__Your instructions__:
Wherever the string "pass" turns up in the data, copy the whole line.

Stored entries
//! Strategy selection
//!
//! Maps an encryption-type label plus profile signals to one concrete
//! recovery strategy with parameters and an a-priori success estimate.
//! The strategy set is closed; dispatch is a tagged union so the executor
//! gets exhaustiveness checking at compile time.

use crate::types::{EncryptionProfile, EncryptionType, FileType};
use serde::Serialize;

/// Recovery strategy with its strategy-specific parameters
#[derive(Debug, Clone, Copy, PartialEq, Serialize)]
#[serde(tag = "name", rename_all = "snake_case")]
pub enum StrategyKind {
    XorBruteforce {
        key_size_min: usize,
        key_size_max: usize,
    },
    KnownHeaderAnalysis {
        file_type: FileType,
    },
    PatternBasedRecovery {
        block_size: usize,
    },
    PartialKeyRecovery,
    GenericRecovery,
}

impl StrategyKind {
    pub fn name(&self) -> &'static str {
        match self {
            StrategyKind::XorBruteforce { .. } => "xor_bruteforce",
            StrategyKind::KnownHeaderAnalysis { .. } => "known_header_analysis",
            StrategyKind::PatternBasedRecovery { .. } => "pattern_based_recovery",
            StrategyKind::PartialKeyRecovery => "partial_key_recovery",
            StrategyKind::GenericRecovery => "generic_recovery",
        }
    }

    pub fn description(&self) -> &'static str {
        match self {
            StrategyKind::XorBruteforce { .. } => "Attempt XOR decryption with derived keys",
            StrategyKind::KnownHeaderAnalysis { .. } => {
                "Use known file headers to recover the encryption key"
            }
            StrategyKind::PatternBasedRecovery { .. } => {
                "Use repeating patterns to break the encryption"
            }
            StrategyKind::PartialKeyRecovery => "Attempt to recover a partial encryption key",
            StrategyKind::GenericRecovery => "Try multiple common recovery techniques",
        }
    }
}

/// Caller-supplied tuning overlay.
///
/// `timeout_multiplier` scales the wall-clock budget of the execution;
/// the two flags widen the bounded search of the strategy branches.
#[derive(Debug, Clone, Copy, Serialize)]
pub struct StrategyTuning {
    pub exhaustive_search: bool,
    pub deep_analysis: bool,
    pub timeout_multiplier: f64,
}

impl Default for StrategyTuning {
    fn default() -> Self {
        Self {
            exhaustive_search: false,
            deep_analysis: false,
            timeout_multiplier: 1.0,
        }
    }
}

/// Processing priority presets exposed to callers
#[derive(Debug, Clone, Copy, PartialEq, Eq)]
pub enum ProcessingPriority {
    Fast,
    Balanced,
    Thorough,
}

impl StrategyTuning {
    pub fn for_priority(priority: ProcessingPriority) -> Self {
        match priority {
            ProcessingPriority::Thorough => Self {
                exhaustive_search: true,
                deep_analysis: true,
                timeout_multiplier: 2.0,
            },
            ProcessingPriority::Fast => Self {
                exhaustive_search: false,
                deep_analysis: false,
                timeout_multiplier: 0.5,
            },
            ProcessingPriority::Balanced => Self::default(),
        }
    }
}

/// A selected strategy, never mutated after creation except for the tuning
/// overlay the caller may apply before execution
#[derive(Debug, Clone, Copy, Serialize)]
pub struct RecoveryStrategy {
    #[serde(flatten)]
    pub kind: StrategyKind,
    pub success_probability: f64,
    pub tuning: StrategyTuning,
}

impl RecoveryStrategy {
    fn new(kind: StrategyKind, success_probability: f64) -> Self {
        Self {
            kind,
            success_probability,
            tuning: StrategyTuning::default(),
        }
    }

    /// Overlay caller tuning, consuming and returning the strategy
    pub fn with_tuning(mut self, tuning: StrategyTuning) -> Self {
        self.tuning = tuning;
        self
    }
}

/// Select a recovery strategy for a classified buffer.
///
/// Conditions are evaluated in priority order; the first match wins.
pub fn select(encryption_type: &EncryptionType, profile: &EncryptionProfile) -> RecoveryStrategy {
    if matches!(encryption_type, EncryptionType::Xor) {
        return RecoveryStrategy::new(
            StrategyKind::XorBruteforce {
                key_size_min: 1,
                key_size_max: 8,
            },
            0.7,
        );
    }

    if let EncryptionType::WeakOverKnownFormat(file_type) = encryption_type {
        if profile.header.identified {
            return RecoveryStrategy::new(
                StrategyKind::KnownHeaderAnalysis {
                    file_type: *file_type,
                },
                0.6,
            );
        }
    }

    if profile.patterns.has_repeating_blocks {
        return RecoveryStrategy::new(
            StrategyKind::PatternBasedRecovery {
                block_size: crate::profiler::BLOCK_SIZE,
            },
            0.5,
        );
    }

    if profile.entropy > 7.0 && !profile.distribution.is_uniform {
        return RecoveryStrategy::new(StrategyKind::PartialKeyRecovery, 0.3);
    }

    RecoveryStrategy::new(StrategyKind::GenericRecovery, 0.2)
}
* * *
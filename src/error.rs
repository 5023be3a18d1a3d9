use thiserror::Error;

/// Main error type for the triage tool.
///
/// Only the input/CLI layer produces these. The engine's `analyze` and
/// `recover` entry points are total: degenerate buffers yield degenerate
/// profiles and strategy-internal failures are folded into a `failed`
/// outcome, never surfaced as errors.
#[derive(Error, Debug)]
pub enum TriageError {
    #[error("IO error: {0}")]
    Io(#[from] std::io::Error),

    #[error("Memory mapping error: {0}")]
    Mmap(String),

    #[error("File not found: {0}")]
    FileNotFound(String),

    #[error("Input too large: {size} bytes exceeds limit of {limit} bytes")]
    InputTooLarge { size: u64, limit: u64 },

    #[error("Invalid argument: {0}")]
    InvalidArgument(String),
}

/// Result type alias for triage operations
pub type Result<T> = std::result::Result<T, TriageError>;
---
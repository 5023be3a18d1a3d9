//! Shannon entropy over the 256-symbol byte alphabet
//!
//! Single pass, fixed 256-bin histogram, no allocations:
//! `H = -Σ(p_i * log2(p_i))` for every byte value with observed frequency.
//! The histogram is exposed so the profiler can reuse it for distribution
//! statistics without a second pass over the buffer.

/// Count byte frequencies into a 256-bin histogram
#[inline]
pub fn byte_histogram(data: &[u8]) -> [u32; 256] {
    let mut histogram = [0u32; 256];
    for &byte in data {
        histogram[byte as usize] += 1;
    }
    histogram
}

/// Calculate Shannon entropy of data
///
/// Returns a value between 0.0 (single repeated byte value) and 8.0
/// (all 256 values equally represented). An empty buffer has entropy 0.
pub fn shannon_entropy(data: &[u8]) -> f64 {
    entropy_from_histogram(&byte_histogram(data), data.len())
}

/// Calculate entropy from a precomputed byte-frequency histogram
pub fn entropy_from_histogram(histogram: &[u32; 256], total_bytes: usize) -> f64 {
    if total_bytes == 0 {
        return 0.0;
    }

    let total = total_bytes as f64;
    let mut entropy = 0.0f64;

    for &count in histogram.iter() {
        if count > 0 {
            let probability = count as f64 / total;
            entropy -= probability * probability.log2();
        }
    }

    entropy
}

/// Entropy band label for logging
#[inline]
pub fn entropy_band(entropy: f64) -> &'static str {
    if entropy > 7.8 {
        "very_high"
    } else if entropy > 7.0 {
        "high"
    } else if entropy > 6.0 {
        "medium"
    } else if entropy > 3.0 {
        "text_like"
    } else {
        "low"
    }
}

__Written response__:
//! Single pass, fixed 256-bin histogram, no allocations:
//! statistics without a second pass over the buffer.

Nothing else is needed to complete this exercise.